» **THE TASK**
Take every line from the material that has the word "Failed" in it.

++++

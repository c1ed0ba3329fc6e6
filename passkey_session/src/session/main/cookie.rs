use http::HeaderMap;
use http::header::COOKIE;

use crate::session::config::{SESSION_COOKIE_NAME, SESSION_COOKIE_SECURE, SESSION_MAX_AGE};
use crate::session::errors::SessionError;
use crate::utils::header_set_cookie;

use super::token::mint_session_token;

/// Mint a session token for `user_id` and wrap it in a Set-Cookie header.
pub(crate) fn new_session_header(
    user_id: &str,
    auth_method: &str,
) -> Result<HeaderMap, SessionError> {
    let token = mint_session_token(user_id, auth_method)?;

    let mut headers = HeaderMap::new();
    header_set_cookie(
        &mut headers,
        SESSION_COOKIE_NAME.as_str(),
        &token,
        *SESSION_MAX_AGE as i64,
        *SESSION_COOKIE_SECURE,
    )?;

    tracing::debug!("Created session cookie for user {}", user_id);
    Ok(headers)
}

/// Clear the session cookie.
///
/// Logout is purely client-side: tokens already issued remain valid on
/// other clients until they expire.
pub fn prepare_logout_response() -> Result<HeaderMap, SessionError> {
    let mut headers = HeaderMap::new();
    header_set_cookie(
        &mut headers,
        SESSION_COOKIE_NAME.as_str(),
        "",
        0,
        *SESSION_COOKIE_SECURE,
    )?;
    Ok(headers)
}

/// Extract the session token from a request's Cookie header, if present.
pub fn session_token_from_headers(headers: &HeaderMap) -> Result<Option<&str>, SessionError> {
    let Some(cookie_header) = headers.get(COOKIE) else {
        tracing::debug!("No cookie header found");
        return Ok(None);
    };

    let cookie_str = cookie_header.to_str().map_err(|e| {
        tracing::error!("Invalid cookie header: {}", e);
        SessionError::Header("Invalid cookie header".to_string())
    })?;

    let cookie_name = SESSION_COOKIE_NAME.as_str();
    let token = cookie_str.split(';').map(|s| s.trim()).find_map(|s| {
        let mut parts = s.splitn(2, '=');
        match (parts.next(), parts.next()) {
            (Some(k), Some(v)) if k == cookie_name => Some(v),
            _ => None,
        }
    });

    if token.is_none() {
        tracing::debug!("No session cookie '{}' found in cookies", cookie_name);
    }

    Ok(token)
}
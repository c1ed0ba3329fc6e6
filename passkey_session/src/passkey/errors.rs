use thiserror::Error;

use crate::utils::UtilError;

/// Errors that can occur during WebAuthn/Passkey operations.
#[derive(Debug, Error)]
pub enum PasskeyError {
    /// Error related to passkey configuration (e.g., invalid RP ID or origin)
    #[error("Configuration error: {0}")]
    Config(String),

    /// Error with the cryptographic challenge used in the WebAuthn protocol
    #[error("Invalid challenge: {0}")]
    Challenge(String),

    /// The challenge outlived its TTL; it has been deleted and cannot be reused
    #[error("Expired: {0}")]
    Expired(String),

    /// A requested resource (challenge or credential) does not exist
    #[error("Not found: {0}")]
    NotFound(String),

    /// A credential id collided with an existing record
    #[error("Conflict: {0}")]
    Conflict(String),

    /// The signature counter did not advance; possible credential cloning
    #[error("Counter regression: stored {stored}, received {received}")]
    CounterRegression { stored: u32, received: u32 },

    /// Error during the registration ceremony
    #[error("Registration error: {0}")]
    Registration(String),

    /// Error during the authentication ceremony
    #[error("Authentication error: {0}")]
    Authentication(String),

    /// Error during cryptographic verification of WebAuthn responses
    #[error("Verification error: {0}")]
    Verification(String),

    /// Error validating the client data JSON from the browser
    #[error("Invalid client data: {0}")]
    ClientData(String),

    /// Error parsing or validating the authenticator data structure
    #[error("Invalid authenticator data: {0}")]
    AuthenticatorData(String),

    /// Error with improperly formatted data
    #[error("Invalid format: {0}")]
    Format(String),

    /// Error in cryptographic operations
    #[error("Crypto error: {0}")]
    Crypto(String),

    /// Error accessing or modifying stored passkey data
    #[error("Storage error: {0}")]
    Storage(String),

    /// Error from utility operations
    #[error("Utils error: {0}")]
    Utils(#[from] UtilError),

    /// Error from JSON serialization/deserialization
    #[error("Serde error: {0}")]
    SerdeJson(#[from] serde_json::Error),
}
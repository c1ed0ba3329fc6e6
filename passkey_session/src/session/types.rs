use serde::{Deserialize, Serialize};

/// Claims carried by a session token.
///
/// `sub` is the authenticated user id; `auth_method` records how the
/// session was established ("passkey" for WebAuthn logins, "password" for
/// the bridged login path). Timestamps are unix seconds.
#[derive(Debug, Clone, PartialEq, Eq, Serialize, Deserialize)]
pub struct SessionClaims {
    pub sub: String,
    pub auth_method: String,
    pub iat: i64,
    pub exp: i64,
}
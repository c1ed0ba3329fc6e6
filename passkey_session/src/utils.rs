use base64::{Engine as _, engine::general_purpose::URL_SAFE_NO_PAD};
use http::header::{HeaderMap, SET_COOKIE};
use ring::rand::SecureRandom;
use thiserror::Error;

#[derive(Debug, Error, Clone)]
pub enum UtilError {
    #[error("Crypto error: {0}")]
    Crypto(String),

    #[error("Cookie error: {0}")]
    Cookie(String),

    #[error("Invalid format: {0}")]
    Format(String),
}

pub(crate) fn base64url_decode(input: &str) -> Result<Vec<u8>, UtilError> {
    URL_SAFE_NO_PAD
        .decode(input)
        .map_err(|_| UtilError::Format("Failed to decode base64url".to_string()))
}

pub(crate) fn base64url_encode(input: impl AsRef<[u8]>) -> String {
    URL_SAFE_NO_PAD.encode(input)
}

/// Generate `len` random bytes and return them base64url-encoded.
pub fn gen_random_string(len: usize) -> Result<String, UtilError> {
    let rng = ring::rand::SystemRandom::new();
    let mut bytes = vec![0u8; len];
    rng.fill(&mut bytes)
        .map_err(|_| UtilError::Crypto("Failed to generate random bytes".to_string()))?;
    Ok(base64url_encode(bytes))
}

pub(crate) fn header_set_cookie<'a>(
    headers: &'a mut HeaderMap,
    name: &str,
    value: &str,
    max_age: i64,
    secure: bool,
) -> Result<&'a HeaderMap, UtilError> {
    let secure_attr = if secure { "; Secure" } else { "" };
    let cookie =
        format!("{name}={value}; SameSite=Lax{secure_attr}; HttpOnly; Path=/; Max-Age={max_age}");
    tracing::debug!("Set-Cookie: {}", cookie);
    headers.append(
        SET_COOKIE,
        cookie
            .parse()
            .map_err(|_| UtilError::Cookie("Failed to parse cookie".to_string()))?,
    );
    Ok(headers)
}
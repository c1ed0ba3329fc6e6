use chrono::Utc;
use jsonwebtoken::{
    Algorithm, DecodingKey, EncodingKey, Header, Validation, decode, encode, errors::ErrorKind,
};

use crate::session::config::{SESSION_MAX_AGE, SESSION_SECRET};
use crate::session::errors::SessionError;
use crate::session::types::SessionClaims;

/// Mint a signed session token for `user_id`.
///
/// The token is a stateless HS256 JWT; once issued it stays valid until
/// its expiry on every client that holds it, since there is no
/// server-side revocation store.
pub fn mint_session_token(user_id: &str, auth_method: &str) -> Result<String, SessionError> {
    let iat = Utc::now().timestamp();
    let claims = SessionClaims {
        sub: user_id.to_string(),
        auth_method: auth_method.to_string(),
        iat,
        exp: iat + *SESSION_MAX_AGE as i64,
    };

    encode(
        &Header::new(Algorithm::HS256),
        &claims,
        &EncodingKey::from_secret(&SESSION_SECRET),
    )
    .map_err(|e| SessionError::Crypto(e.to_string()))
}

/// Verify a session token's signature and expiry.
pub fn validate_session_token(token: &str) -> Result<SessionClaims, SessionError> {
    let mut validation = Validation::new(Algorithm::HS256);
    validation.leeway = 0;

    decode::<SessionClaims>(
        token,
        &DecodingKey::from_secret(&SESSION_SECRET),
        &validation,
    )
    .map(|data| data.claims)
    .map_err(|e| match e.kind() {
        ErrorKind::ExpiredSignature => SessionError::Expired,
        ErrorKind::InvalidSignature => SessionError::InvalidSignature,
        _ => SessionError::TokenFormat(e.to_string()),
    })
}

++++

» **TASK ANSWER**
        .map_err(|_| UtilError::Format("Failed to decode base64url".to_string()))
        .map_err(|_| UtilError::Crypto("Failed to generate random bytes".to_string()))?;
            .map_err(|_| UtilError::Cookie("Failed to parse cookie".to_string()))?,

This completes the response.